One part of the entries below is wanted: the lines from the one containing "filename tests/compile_fail/finish_before_recorded.rs" through the one containing "use stagehand::store::HttpStore;". Write those out exactly and nothing else.

(Stored data entries)

=== Section Start ===

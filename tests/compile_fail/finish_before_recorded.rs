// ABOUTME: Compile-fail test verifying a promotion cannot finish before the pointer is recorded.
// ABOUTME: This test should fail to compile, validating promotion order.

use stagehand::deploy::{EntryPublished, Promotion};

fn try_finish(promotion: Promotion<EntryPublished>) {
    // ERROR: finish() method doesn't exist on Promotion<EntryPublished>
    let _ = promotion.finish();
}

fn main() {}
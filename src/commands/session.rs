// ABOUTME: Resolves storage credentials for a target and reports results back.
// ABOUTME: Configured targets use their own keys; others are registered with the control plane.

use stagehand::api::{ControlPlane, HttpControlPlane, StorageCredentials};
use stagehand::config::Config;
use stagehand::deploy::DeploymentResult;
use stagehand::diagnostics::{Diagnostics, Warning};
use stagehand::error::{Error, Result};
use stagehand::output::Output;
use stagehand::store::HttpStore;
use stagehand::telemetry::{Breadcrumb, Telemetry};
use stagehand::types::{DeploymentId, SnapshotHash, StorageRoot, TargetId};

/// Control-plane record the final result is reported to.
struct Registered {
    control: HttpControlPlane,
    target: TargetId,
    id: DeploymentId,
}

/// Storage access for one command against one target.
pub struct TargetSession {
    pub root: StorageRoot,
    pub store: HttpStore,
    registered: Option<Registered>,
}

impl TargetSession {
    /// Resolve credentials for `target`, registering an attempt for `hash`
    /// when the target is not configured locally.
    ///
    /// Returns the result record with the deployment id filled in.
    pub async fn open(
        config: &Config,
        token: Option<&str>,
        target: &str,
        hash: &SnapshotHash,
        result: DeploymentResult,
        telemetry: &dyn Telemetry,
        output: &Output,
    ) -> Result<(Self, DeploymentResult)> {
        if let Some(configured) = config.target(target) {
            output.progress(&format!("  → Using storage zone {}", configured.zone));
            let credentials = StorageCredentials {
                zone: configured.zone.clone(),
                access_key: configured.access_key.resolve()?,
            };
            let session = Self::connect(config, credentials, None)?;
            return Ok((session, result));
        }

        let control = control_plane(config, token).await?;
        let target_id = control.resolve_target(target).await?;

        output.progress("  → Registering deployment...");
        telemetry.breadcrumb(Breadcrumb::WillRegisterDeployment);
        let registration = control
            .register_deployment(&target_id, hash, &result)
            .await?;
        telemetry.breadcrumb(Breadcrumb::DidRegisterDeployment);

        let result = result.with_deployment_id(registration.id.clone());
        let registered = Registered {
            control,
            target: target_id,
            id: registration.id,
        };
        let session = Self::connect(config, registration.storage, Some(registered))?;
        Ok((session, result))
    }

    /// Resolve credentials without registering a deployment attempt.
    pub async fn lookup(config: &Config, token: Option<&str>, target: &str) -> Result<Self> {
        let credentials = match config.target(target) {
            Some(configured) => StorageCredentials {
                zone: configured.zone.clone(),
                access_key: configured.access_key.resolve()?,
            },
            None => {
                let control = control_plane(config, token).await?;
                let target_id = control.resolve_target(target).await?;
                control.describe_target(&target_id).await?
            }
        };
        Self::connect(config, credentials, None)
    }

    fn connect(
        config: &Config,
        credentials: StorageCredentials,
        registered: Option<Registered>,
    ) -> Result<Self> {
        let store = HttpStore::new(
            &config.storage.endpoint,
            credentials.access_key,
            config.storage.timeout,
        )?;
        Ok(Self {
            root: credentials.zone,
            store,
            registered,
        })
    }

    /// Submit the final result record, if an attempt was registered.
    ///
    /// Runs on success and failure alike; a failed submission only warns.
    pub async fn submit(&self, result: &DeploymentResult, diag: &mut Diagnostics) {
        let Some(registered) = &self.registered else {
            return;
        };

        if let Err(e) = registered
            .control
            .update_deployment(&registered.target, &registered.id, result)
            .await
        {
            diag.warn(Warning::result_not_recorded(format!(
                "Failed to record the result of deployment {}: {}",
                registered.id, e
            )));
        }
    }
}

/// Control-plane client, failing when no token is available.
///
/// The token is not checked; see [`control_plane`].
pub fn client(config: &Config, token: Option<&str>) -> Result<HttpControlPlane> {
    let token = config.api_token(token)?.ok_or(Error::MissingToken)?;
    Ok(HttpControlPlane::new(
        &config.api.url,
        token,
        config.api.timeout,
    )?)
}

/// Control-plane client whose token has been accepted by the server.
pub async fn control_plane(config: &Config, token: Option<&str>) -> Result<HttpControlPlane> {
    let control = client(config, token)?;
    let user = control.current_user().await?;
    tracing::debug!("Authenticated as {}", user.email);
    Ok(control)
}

=== Section End ===
=== Section Start ===

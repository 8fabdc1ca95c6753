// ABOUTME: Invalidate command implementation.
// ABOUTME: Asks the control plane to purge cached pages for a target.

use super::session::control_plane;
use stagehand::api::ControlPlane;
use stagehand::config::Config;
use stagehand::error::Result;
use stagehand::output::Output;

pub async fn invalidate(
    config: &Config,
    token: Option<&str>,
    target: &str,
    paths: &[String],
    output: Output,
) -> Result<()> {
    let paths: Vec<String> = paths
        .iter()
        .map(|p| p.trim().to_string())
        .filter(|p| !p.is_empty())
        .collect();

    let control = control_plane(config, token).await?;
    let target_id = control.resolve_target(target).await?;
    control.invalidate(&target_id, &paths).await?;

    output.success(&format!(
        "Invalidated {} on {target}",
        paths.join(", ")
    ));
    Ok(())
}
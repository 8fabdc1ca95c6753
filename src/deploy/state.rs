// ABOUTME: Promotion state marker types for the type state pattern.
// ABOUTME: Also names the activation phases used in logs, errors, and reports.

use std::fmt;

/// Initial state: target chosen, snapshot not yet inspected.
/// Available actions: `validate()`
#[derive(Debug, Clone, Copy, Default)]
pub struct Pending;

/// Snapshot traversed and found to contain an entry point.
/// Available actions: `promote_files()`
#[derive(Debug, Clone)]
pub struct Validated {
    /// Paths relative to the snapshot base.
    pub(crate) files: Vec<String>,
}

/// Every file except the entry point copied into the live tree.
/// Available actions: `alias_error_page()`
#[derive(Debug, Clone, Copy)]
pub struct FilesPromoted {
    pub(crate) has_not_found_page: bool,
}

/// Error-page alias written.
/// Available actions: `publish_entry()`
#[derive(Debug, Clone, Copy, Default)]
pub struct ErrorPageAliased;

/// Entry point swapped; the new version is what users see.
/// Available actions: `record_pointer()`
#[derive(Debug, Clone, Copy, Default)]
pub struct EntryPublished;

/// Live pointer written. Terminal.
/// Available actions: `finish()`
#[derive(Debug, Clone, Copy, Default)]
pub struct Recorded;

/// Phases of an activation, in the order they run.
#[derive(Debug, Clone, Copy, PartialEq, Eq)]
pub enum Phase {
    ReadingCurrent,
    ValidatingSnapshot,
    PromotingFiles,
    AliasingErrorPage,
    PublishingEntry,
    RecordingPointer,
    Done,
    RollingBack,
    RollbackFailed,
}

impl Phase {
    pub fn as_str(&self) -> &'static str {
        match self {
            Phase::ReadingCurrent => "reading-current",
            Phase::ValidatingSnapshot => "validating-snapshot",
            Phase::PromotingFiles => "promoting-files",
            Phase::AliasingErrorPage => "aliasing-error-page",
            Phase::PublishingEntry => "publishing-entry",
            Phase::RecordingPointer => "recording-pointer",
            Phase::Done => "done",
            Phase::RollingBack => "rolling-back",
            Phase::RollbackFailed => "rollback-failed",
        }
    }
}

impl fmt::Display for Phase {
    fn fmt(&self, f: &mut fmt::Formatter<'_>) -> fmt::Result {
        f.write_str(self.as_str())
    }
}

=== Section End ===

Expected answer.
filename tests/compile_fail/finish_before_recorded.rs
// ABOUTME: Compile-fail test verifying a promotion cannot finish before the pointer is recorded.
// ABOUTME: This test should fail to compile, validating promotion order.

use stagehand::deploy::{EntryPublished, Promotion};

fn try_finish(promotion: Promotion<EntryPublished>) {
    // ERROR: finish() method doesn't exist on Promotion<EntryPublished>
    let _ = promotion.finish();
}

fn main() {}
filename src/commands/session.rs
// ABOUTME: Resolves storage credentials for a target and reports results back.
// ABOUTME: Configured targets use their own keys; others are registered with the control plane.

use stagehand::api::{ControlPlane, HttpControlPlane, StorageCredentials};
use stagehand::config::Config;
use stagehand::deploy::DeploymentResult;
use stagehand::diagnostics::{Diagnostics, Warning};
use stagehand::error::{Error, Result};
use stagehand::output::Output;
use stagehand::store::HttpStore;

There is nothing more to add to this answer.